▶ **WORK ORDER**: Please return the lines below verbatim, beginning at the one that has "pub const DEFAULT_ADDRESS_DIGITS: usize = 5;" and stopping after the one that has "fn parse_dec_u32(s: &str)", and add no other lines.

▶ **DATA FOR THE TASK**:
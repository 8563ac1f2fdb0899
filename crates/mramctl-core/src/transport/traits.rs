//! Transport trait definitions

use crate::error::Result;
use crate::spi::CommandFrame;

use super::TransportConfig;

/// A single open SPI channel bound to one chip-select line
///
/// Implementations perform exactly one synchronous, blocking exchange per
/// call, asserting chip select for the whole call:
///
/// - [`Exchange::WriteOnly`](crate::spi::Exchange::WriteOnly): the frame is
///   clocked out, nothing is captured and `rx` is empty
/// - [`Exchange::FullDuplex`](crate::spi::Exchange::FullDuplex): `rx` has the
///   frame's length and is filled while the frame is clocked out
/// - [`Exchange::WriteThenRead`](crate::spi::Exchange::WriteThenRead): the
///   frame is clocked out, then `rx.len()` bytes are clocked in as a chained
///   transfer without releasing chip select
///
/// A failed exchange is reported as
/// [`Error::SpiTransferFailed`](crate::Error::SpiTransferFailed); the
/// protocol layer attaches opcode, address and phase. Transactions are
/// never retried here.
pub trait Transport {
    /// Execute one framed transaction
    fn transact(&mut self, frame: &CommandFrame, rx: &mut [u8]) -> Result<()>;
}

impl<T: Transport + ?Sized> Transport for &mut T {
    fn transact(&mut self, frame: &CommandFrame, rx: &mut [u8]) -> Result<()> {
        (**self).transact(frame, rx)
    }
}

#[cfg(feature = "alloc")]
impl<T: Transport + ?Sized> Transport for alloc::boxed::Box<T> {
    fn transact(&mut self, frame: &CommandFrame, rx: &mut [u8]) -> Result<()> {
        (**self).transact(frame, rx)
    }
}

/// Opens transports for opaque device identities
///
/// The device string is whatever the platform uses to name a chip-select
/// line (for spidev, `/dev/spidevB.C`). Dropping the returned transport
/// closes it.
pub trait TransportOpener {
    /// The transport type produced by this opener
    type Transport: Transport;

    /// Open and configure the device
    ///
    /// Fails with `DeviceUnavailable` if the device cannot be opened and
    /// `ConfigurationRejected` if mode, speed or word size cannot be applied.
    fn open(&mut self, device: &str, config: &TransportConfig) -> Result<Self::Transport>;
}

impl<O: TransportOpener + ?Sized> TransportOpener for &mut O {
    type Transport = O::Transport;

    fn open(&mut self, device: &str, config: &TransportConfig) -> Result<Self::Transport> {
        (**self).open(device, config)
    }
}
//! SPI types and command framing
//!
//! This module provides the opcodes understood by serial MRAM parts, the
//! 24-bit address encoding and the command frame codec.

mod address;
mod frame;
pub mod opcodes;

pub use address::{encode_address, ADDRESS_BYTES, MAX_WIRE_ADDRESS};
pub use frame::{
    build_read_frame, build_read_status_frame, build_write_enable_frame, build_write_frame,
    extract_data_byte, CommandFrame, Exchange, MAX_FRAME_LEN,
};
pub use opcodes::*;
//! Address/data text interchange format
//!
//! ```text
//! Address,Word
//! 00000,00
//! 00100,AB
//! ```
//!
//! Dumps are written with a fixed-width uppercase hexadecimal address and a
//! two-digit uppercase hexadecimal data byte. On load the header is
//! optional and two address grammars are accepted:
//!
//! - `<hex>,<hh>` as produced by dumps (`00100,AB`)
//! - `<decimal>,0x<hh>` (`256,0xAB`)
//!
//! An explicit `0x` on the address always means hexadecimal. See
//! [`AddressRadix`] for how a bare address is interpreted.

use std::io::{self, BufRead, Write};

use crate::error::{Error, Result};

/// Header line written at the top of every dump
pub const HEADER: &str = "Address,Word";

/// Default number of hex digits for dumped addresses (covers 17 bits)
pub const DEFAULT_ADDRESS_DIGITS: usize = 5;

/// How a bare (unprefixed) address field is interpreted on load
#[derive(Debug, Clone, Copy, PartialEq, Eq, Default, serde::Serialize, serde::Deserialize)]
#[serde(rename_all = "lowercase")]
pub enum AddressRadix {
    /// Decimal if the data field carries a `0x` prefix and the address has
    /// only decimal digits, hexadecimal otherwise
    #[default]
    Auto,
    /// Always hexadecimal
    Hex,
    /// Always decimal
    Decimal,
}

/// One parsed `(address, byte)` pair
#[derive(Debug, Clone, Copy, PartialEq, Eq)]
pub struct Record {
    /// Target address (not yet checked against a chip capacity)
    pub address: u32,
    /// Data byte
    pub data: u8,
}

fn strip_hex_prefix(s: &str) -> Option<&str> {
    s.strip_prefix("0x").or_else(|| s.strip_prefix("0X"))
}

fn parse_hex_u32(s: &str) -> Option<u32> {
    if s.is_empty() || !s.bytes().all(|b| b.is_ascii_hexdigit()) {
        return None;
    }
    u32::from_str_radix(s, 16).ok()
}

fn parse_dec_u32(s: &str) -> Option<u32> {
    if s.is_empty() || !s.bytes().all(|b| b.is_ascii_digit()) {
        return None;
    }
    s.parse().ok()
}

fn parse_data(s: &str) -> Option<u8> {
    let digits = strip_hex_prefix(s).unwrap_or(s);
    if digits.is_empty() || digits.len() > 2 {
        return None;
    }
    parse_hex_u32(digits).map(|v| v as u8)
}

/// Parse one `address,data` line
///
/// Returns `None` if the line is not a well-formed record. The header and
/// blank lines are not records either; [`RecordReader`] filters those
/// before calling this.
pub fn parse_record(line: &str, radix: AddressRadix) -> Option<Record> {
    let mut fields = line.trim().split(',');
    let address = fields.next()?.trim();
    let data = fields.next()?.trim();
    if fields.next().is_some() {
        return None;
    }

    let data_prefixed = strip_hex_prefix(data).is_some();
    let data = parse_data(data)?;

    let address = match strip_hex_prefix(address) {
        Some(hex) => parse_hex_u32(hex)?,
        None => match radix {
            AddressRadix::Hex => parse_hex_u32(address)?,
            AddressRadix::Decimal => parse_dec_u32(address)?,
            AddressRadix::Auto if data_prefixed => {
                parse_dec_u32(address).or_else(|| parse_hex_u32(address))?
            }
            AddressRadix::Auto => parse_hex_u32(address)?,
        },
    };

    Some(Record { address, data })
}

fn is_header(line: &str) -> bool {
    line.split(',')
        .next()
        .map(|f| f.trim().eq_ignore_ascii_case("address"))
        .unwrap_or(false)
}

/// Format one record as a dump line (without line terminator)
pub fn format_record(address: u32, data: u8, address_digits: usize) -> String {
    format!("{:0width$X},{:02X}", address, data, width = address_digits)
}

/// Streaming reader over an interchange source
///
/// Yields `(line_number, record)` for every well-formed record in file
/// order. Malformed lines yield [`Error::MalformedRecord`]; a failing
/// source yields [`Error::Io`] and ends the iteration.
pub struct RecordReader<R> {
    source: R,
    radix: AddressRadix,
    line_no: usize,
    seen_content: bool,
    done: bool,
    buf: Vec<u8>,
}

impl<R: BufRead> RecordReader<R> {
    /// Create a reader with the given address radix
    pub fn new(source: R, radix: AddressRadix) -> Self {
        Self {
            source,
            radix,
            line_no: 0,
            seen_content: false,
            done: false,
            buf: Vec::new(),
        }
    }
}

impl<R: BufRead> Iterator for RecordReader<R> {
    type Item = Result<(usize, Record)>;

    fn next(&mut self) -> Option<Self::Item> {
        while !self.done {
            self.buf.clear();
            match self.source.read_until(b'\n', &mut self.buf) {
                Ok(0) => self.done = true,
                Ok(_) => {
                    self.line_no += 1;
                    let Ok(text) = core::str::from_utf8(&self.buf) else {
                        self.seen_content = true;
                        return Some(Err(Error::MalformedRecord { line: self.line_no }));
                    };
                    let line = text.trim();
                    if line.is_empty() {
                        continue;
                    }
                    let first = !self.seen_content;
                    self.seen_content = true;
                    if first && is_header(line) {
                        log::debug!("Skipping header on line {}", self.line_no);
                        continue;
                    }
                    return Some(
                        parse_record(line, self.radix)
                            .map(|record| (self.line_no, record))
                            .ok_or(Error::MalformedRecord { line: self.line_no }),
                    );
                }
                Err(e) => {
                    log::error!("Failed to read line {}: {}", self.line_no + 1, e);
                    self.done = true;
                    return Some(Err(Error::Io));
                }
            }
        }
        None
    }
}

/// Streaming writer for dump files
pub struct RecordWriter<W: Write> {
    sink: W,
    address_digits: usize,
}

impl<W: Write> RecordWriter<W> {
    /// Create a writer and emit the header line
    pub fn new(mut sink: W, address_digits: usize) -> io::Result<Self> {
        writeln!(sink, "{}", HEADER)?;
        Ok(Self {
            sink,
            address_digits,
        })
    }

    /// Append one record
    pub fn write_record(&mut self, address: u32, data: u8) -> io::Result<()> {
        writeln!(
            self.sink,
            "{}",
            format_record(address, data, self.address_digits)
        )
    }

    /// Flush and return the sink
    pub fn finish(mut self) -> io::Result<W> {
        self.sink.flush()?;
        Ok(self.sink)
    }
}
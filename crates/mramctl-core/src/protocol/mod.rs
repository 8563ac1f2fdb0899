//! Memory protocol implementations
//!
//! Byte-mode command sequences for serial MRAM.

pub mod mram;
mod status;

pub use mram::*;
pub use status::StatusRegister;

▶ **ANSWER FOR THIS EXERCISE**:
pub const DEFAULT_ADDRESS_DIGITS: usize = 5;

/// How a bare (unprefixed) address field is interpreted on load
#[derive(Debug, Clone, Copy, PartialEq, Eq, Default, serde::Serialize, serde::Deserialize)]
#[serde(rename_all = "lowercase")]
pub enum AddressRadix {
    /// Decimal if the data field carries a `0x` prefix and the address has
    /// only decimal digits, hexadecimal otherwise
    #[default]
    Auto,
    /// Always hexadecimal
    Hex,
    /// Always decimal
    Decimal,
}

/// One parsed `(address, byte)` pair
#[derive(Debug, Clone, Copy, PartialEq, Eq)]
pub struct Record {
    /// Target address (not yet checked against a chip capacity)
    pub address: u32,
    /// Data byte
    pub data: u8,
}

fn strip_hex_prefix(s: &str) -> Option<&str> {
    s.strip_prefix("0x").or_else(|| s.strip_prefix("0X"))
}

fn parse_hex_u32(s: &str) -> Option<u32> {
    if s.is_empty() || !s.bytes().all(|b| b.is_ascii_hexdigit()) {
        return None;
    }
    u32::from_str_radix(s, 16).ok()
}

fn parse_dec_u32(s: &str) -> Option<u32> {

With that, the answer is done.